_Action item_
In the material below, the required lines run from the one containing "std::fs::write(path, raw)" through the one containing "fn scratch_path(tag: &str)". Copy those lines exactly, ends included, and nothing else.

(Provided material)

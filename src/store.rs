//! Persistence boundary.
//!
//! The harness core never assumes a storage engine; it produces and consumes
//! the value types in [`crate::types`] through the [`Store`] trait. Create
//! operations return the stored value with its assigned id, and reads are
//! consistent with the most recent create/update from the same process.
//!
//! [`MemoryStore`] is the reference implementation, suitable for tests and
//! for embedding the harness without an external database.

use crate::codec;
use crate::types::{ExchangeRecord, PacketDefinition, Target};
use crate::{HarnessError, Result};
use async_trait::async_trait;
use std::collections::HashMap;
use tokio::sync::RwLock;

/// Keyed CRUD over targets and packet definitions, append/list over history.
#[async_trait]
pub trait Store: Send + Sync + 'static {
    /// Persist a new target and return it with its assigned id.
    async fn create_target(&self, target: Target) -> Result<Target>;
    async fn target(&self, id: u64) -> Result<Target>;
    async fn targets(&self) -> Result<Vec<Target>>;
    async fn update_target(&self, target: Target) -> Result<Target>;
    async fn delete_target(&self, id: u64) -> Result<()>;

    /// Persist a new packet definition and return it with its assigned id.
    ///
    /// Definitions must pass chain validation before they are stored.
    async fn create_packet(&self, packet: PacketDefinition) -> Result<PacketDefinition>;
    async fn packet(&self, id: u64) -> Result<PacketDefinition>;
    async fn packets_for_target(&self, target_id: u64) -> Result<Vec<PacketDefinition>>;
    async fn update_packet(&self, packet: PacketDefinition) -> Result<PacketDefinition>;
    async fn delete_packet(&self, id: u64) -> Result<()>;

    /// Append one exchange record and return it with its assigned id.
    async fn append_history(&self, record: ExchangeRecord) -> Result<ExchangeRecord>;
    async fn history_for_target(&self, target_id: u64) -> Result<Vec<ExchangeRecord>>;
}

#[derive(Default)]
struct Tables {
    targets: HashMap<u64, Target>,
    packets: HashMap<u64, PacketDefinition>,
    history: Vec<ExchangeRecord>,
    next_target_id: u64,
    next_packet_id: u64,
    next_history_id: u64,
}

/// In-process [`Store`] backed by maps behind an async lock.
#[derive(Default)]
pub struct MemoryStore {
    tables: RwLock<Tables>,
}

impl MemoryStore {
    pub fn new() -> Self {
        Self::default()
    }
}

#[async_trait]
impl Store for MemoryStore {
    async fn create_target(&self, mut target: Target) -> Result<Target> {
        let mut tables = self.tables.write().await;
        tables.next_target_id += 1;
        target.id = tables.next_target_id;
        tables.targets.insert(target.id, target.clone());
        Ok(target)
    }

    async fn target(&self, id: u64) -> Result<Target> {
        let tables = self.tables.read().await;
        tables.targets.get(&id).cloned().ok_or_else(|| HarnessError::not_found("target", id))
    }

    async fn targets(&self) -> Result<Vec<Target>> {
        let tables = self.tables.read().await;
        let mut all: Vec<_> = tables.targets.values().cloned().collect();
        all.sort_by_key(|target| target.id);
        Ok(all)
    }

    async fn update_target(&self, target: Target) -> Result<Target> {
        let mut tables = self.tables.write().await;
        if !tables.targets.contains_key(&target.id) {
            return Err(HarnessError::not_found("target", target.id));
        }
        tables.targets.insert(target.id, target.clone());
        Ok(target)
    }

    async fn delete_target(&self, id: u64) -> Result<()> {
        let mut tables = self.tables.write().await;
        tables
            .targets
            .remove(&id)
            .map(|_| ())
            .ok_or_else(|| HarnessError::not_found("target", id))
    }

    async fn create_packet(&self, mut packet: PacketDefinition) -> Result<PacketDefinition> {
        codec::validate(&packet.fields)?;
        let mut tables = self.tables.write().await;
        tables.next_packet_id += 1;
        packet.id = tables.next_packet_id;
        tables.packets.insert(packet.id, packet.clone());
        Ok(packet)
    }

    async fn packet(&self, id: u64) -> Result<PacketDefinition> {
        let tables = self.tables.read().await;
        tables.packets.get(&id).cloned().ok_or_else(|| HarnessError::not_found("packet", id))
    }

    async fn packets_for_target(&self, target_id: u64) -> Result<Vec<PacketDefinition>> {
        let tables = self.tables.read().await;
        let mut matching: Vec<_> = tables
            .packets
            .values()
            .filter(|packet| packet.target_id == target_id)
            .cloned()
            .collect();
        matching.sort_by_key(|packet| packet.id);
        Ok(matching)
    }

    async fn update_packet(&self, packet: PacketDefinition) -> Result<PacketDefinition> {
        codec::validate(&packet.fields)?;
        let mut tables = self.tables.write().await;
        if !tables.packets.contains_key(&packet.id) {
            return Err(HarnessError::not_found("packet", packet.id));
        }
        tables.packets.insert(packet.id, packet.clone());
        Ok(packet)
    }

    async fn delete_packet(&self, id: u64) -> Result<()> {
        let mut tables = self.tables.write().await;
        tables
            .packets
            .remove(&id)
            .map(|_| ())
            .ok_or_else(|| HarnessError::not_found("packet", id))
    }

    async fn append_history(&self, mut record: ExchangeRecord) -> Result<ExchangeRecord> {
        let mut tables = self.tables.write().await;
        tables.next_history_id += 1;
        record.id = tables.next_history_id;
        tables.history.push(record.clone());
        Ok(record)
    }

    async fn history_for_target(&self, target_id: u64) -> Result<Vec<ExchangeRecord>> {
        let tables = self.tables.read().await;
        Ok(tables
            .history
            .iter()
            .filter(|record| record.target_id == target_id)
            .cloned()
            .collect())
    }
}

(End Provided material)
(Provided material)

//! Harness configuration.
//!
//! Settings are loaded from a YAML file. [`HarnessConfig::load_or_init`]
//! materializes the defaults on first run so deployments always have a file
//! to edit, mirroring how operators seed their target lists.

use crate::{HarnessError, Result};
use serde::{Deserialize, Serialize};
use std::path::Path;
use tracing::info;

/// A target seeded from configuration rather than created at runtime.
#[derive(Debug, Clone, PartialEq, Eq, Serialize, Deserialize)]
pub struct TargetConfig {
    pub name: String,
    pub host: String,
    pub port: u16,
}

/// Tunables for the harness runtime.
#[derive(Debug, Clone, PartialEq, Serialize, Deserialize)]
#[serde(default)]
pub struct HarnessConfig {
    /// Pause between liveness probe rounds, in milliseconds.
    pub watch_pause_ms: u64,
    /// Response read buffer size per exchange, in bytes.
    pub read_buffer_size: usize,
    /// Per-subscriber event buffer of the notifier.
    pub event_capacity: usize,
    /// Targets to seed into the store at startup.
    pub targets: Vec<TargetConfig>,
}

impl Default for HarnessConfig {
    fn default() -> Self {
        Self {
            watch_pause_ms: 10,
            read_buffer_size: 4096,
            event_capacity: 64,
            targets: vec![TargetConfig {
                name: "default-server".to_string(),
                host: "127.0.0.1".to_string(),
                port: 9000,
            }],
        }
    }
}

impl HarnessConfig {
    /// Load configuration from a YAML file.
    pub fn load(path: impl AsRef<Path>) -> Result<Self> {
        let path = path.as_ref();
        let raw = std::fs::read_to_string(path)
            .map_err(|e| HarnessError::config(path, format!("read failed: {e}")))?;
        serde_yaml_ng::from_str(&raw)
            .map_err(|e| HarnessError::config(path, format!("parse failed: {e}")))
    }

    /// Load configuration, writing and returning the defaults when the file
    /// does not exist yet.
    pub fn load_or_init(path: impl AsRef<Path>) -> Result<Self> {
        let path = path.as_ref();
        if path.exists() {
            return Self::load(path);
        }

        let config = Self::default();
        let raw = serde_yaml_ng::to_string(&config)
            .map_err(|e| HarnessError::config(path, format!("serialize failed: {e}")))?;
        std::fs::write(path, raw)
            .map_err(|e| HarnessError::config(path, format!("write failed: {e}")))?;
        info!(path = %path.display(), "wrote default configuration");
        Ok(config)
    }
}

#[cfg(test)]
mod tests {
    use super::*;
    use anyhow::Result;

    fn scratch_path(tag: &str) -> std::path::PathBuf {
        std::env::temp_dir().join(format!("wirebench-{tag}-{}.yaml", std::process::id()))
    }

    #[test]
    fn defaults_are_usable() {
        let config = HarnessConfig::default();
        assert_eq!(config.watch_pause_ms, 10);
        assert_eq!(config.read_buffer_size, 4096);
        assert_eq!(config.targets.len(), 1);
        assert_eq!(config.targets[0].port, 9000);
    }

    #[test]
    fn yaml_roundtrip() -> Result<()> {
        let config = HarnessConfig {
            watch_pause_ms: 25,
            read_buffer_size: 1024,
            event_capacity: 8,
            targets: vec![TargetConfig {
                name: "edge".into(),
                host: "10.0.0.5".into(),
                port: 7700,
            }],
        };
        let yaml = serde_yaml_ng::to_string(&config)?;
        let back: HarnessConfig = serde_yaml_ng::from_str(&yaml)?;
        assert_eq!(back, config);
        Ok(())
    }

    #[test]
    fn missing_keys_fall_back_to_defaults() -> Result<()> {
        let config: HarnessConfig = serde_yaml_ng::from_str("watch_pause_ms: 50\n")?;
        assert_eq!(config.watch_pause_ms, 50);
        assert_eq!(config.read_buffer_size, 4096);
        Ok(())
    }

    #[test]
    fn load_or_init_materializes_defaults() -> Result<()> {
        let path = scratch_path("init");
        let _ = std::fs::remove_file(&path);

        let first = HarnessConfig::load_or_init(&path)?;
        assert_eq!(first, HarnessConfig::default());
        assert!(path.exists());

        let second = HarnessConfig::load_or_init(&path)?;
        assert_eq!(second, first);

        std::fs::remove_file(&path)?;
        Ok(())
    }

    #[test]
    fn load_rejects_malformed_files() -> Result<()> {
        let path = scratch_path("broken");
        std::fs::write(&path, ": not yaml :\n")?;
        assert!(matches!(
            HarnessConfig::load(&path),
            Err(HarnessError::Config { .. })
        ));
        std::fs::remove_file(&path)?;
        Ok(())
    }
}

(End Provided material)

_Answer for this exercise_
        std::fs::write(path, raw)
            .map_err(|e| HarnessError::config(path, format!("write failed: {e}")))?;
        info!(path = %path.display(), "wrote default configuration");
        Ok(config)
    }
}

#[cfg(test)]
mod tests {
    use super::*;
    use anyhow::Result;

    fn scratch_path(tag: &str) -> std::path::PathBuf {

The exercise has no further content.